Work required:
The records below hold a stretch from the line with "pub fn increment_rebinds(&self)" through the line with "pub fn increment_cancellations(&self)"; return exactly those lines, ends included, and nothing more.

** Records provided follows **

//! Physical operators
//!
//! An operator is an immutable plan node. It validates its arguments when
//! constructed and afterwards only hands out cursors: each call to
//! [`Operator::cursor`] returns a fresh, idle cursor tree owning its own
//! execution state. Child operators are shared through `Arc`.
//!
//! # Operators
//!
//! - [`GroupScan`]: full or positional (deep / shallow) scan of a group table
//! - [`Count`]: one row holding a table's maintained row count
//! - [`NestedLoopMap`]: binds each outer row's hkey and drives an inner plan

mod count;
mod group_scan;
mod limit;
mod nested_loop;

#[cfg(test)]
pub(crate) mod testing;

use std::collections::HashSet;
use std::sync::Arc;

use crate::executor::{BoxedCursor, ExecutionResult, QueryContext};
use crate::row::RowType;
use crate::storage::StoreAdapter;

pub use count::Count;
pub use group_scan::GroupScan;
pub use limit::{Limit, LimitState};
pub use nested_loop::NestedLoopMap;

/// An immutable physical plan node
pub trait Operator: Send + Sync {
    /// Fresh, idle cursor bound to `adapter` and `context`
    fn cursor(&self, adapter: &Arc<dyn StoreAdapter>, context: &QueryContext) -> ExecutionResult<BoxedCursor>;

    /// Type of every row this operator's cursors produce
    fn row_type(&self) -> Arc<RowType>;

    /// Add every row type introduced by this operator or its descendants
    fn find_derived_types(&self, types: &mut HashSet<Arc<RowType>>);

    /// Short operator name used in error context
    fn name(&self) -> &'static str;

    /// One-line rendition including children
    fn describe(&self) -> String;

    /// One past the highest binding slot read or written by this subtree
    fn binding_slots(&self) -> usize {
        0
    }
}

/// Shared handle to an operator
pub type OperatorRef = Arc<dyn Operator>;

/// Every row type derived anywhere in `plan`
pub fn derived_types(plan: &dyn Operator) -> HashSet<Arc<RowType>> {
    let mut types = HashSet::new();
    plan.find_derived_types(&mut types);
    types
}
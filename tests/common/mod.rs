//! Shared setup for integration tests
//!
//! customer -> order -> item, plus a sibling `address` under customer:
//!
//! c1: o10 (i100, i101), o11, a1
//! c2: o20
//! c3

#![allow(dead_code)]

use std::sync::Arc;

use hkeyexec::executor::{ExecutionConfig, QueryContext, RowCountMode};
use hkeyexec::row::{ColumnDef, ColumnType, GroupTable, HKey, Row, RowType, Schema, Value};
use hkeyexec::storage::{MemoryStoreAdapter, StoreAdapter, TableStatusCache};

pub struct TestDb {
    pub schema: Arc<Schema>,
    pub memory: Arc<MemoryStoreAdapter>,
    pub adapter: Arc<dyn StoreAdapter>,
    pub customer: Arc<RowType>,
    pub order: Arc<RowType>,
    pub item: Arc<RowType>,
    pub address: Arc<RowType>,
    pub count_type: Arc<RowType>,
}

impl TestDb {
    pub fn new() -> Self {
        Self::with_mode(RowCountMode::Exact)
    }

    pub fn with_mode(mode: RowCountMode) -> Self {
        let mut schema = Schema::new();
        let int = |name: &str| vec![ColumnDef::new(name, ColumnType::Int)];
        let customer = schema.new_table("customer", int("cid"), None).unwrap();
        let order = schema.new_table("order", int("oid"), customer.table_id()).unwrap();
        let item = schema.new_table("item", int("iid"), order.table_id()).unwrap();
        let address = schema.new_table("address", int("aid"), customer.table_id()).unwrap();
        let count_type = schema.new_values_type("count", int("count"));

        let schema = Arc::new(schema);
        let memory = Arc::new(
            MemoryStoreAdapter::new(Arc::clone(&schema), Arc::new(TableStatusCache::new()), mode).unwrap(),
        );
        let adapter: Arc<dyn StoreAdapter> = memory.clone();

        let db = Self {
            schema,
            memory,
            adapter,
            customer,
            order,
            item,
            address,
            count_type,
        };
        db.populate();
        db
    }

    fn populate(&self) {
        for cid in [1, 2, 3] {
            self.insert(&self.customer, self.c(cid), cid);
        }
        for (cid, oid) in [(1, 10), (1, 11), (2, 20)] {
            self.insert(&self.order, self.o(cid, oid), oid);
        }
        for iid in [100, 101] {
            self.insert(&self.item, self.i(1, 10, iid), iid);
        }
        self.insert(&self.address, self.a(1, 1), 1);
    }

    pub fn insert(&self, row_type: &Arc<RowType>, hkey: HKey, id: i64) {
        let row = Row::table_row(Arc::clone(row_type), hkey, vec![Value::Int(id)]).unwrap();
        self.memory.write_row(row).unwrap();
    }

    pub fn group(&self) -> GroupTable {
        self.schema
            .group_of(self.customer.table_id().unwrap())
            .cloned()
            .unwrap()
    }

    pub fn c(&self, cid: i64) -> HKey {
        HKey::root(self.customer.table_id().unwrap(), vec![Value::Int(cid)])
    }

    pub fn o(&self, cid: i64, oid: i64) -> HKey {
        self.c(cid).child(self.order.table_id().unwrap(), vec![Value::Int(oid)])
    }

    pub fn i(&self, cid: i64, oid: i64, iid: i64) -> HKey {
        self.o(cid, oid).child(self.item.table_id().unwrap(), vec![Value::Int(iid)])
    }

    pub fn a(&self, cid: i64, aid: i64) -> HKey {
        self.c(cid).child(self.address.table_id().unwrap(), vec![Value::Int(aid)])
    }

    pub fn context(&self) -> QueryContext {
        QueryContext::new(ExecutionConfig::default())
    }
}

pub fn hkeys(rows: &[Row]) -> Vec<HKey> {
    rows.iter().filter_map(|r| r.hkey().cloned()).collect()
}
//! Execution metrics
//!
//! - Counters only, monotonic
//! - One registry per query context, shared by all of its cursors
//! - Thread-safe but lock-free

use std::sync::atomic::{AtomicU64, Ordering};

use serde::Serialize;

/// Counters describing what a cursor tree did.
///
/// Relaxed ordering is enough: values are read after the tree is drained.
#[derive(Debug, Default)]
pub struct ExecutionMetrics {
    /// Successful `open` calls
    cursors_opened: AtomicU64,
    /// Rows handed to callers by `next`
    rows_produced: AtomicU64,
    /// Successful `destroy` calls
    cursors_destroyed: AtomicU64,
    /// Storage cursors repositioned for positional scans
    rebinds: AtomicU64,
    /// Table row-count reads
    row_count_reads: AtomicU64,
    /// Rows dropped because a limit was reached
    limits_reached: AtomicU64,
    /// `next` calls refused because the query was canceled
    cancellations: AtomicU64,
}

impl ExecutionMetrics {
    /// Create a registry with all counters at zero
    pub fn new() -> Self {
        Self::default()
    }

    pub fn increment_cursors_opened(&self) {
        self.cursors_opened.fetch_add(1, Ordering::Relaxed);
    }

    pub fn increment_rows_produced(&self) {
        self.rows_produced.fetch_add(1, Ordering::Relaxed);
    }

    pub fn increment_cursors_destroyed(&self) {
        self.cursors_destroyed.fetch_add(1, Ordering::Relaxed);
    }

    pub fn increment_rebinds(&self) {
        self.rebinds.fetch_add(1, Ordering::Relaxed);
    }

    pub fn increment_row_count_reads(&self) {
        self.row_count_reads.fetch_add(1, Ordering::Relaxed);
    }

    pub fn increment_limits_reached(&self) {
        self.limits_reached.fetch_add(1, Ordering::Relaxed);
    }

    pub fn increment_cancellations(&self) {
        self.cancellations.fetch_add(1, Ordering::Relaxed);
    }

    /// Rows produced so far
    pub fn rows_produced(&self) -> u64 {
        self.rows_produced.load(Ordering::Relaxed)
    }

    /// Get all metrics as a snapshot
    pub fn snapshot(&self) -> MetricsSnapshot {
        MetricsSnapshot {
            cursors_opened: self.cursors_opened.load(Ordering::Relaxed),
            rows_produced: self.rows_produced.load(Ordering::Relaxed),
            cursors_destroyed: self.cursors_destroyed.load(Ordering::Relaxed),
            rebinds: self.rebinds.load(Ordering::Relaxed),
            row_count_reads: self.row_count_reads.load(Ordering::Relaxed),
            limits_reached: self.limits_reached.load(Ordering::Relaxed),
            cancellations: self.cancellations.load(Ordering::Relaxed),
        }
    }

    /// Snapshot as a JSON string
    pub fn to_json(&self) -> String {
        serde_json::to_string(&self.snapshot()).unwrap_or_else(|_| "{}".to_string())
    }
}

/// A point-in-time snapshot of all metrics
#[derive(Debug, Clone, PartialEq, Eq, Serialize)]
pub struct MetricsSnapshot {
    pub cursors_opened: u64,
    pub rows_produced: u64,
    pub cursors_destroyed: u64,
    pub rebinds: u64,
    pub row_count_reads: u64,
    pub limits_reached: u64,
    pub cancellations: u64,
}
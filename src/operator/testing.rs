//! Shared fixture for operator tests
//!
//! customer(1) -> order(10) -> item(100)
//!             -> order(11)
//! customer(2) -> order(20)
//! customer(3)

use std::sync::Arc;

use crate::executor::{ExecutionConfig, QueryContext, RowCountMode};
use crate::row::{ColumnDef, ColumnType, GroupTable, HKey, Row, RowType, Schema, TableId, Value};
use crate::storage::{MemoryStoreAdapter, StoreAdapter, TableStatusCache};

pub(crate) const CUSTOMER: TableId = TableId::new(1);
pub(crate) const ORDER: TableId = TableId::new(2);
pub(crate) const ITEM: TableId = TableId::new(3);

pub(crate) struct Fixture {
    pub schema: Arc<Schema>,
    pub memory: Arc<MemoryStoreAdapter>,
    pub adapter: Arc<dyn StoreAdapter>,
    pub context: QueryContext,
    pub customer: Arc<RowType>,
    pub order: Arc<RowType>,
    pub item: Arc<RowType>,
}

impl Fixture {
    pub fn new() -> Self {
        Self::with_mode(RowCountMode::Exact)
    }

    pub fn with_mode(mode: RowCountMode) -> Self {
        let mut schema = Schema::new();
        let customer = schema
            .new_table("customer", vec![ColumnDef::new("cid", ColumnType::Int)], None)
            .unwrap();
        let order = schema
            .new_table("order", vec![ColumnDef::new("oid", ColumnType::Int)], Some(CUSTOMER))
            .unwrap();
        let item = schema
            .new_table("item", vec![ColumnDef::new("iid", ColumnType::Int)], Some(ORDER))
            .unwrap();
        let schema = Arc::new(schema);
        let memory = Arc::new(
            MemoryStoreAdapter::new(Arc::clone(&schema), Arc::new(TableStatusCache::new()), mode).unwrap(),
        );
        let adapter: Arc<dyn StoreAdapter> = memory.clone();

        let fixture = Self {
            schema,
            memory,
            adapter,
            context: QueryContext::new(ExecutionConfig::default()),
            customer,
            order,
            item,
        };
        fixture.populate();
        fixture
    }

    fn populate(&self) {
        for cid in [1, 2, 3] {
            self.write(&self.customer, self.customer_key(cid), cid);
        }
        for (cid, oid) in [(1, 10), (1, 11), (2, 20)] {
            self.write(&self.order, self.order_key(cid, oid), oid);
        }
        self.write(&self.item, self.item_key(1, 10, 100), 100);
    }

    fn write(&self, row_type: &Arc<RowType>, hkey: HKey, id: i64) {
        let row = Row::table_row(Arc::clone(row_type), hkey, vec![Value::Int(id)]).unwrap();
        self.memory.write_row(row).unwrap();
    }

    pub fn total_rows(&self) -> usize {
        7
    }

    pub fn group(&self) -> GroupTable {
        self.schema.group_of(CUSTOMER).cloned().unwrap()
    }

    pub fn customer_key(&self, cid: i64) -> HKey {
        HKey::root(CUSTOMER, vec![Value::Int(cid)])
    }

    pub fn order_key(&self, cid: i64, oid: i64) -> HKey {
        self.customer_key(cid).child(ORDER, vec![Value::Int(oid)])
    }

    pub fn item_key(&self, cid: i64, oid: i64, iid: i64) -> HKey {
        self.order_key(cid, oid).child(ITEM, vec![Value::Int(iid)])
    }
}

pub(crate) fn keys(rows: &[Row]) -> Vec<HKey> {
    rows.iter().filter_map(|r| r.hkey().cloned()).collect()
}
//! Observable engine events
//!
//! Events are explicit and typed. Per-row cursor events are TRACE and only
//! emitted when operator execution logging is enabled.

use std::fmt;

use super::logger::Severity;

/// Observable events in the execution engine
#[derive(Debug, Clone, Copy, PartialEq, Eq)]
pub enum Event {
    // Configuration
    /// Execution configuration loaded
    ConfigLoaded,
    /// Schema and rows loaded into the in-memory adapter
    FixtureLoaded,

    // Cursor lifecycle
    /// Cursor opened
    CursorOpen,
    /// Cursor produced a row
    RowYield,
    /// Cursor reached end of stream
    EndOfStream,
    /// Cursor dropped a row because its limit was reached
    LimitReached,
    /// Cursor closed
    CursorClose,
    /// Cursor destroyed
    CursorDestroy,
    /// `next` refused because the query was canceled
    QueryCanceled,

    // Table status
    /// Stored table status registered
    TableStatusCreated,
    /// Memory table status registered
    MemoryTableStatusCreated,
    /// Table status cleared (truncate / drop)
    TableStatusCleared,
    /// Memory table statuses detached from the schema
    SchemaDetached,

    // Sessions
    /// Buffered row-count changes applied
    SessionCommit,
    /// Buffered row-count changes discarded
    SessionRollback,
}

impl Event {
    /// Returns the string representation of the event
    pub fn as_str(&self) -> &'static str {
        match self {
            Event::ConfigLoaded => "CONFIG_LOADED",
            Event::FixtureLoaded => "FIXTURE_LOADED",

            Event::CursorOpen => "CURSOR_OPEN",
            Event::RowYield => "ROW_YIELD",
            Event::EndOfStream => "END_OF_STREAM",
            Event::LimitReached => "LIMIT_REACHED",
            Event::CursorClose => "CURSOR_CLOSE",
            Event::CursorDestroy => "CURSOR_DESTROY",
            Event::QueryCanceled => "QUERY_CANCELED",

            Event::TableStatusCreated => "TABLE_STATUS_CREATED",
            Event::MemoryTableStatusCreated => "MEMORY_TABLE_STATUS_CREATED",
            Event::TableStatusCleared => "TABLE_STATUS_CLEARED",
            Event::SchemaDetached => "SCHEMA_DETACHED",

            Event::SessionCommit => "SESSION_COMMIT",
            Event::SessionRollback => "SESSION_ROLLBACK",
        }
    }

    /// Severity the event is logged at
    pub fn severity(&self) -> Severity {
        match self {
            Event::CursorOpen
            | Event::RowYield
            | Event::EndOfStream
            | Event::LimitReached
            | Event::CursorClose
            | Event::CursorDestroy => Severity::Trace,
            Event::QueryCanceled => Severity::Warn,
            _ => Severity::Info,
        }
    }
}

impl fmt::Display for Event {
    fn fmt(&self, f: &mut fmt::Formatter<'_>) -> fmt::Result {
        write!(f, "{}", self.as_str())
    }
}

** End of Records provided **

Written response:
    pub fn increment_rebinds(&self) {
        self.rebinds.fetch_add(1, Ordering::Relaxed);
    }

    pub fn increment_row_count_reads(&self) {
        self.row_count_reads.fetch_add(1, Ordering::Relaxed);
    }

    pub fn increment_limits_reached(&self) {
        self.limits_reached.fetch_add(1, Ordering::Relaxed);
    }

    pub fn increment_cancellations(&self) {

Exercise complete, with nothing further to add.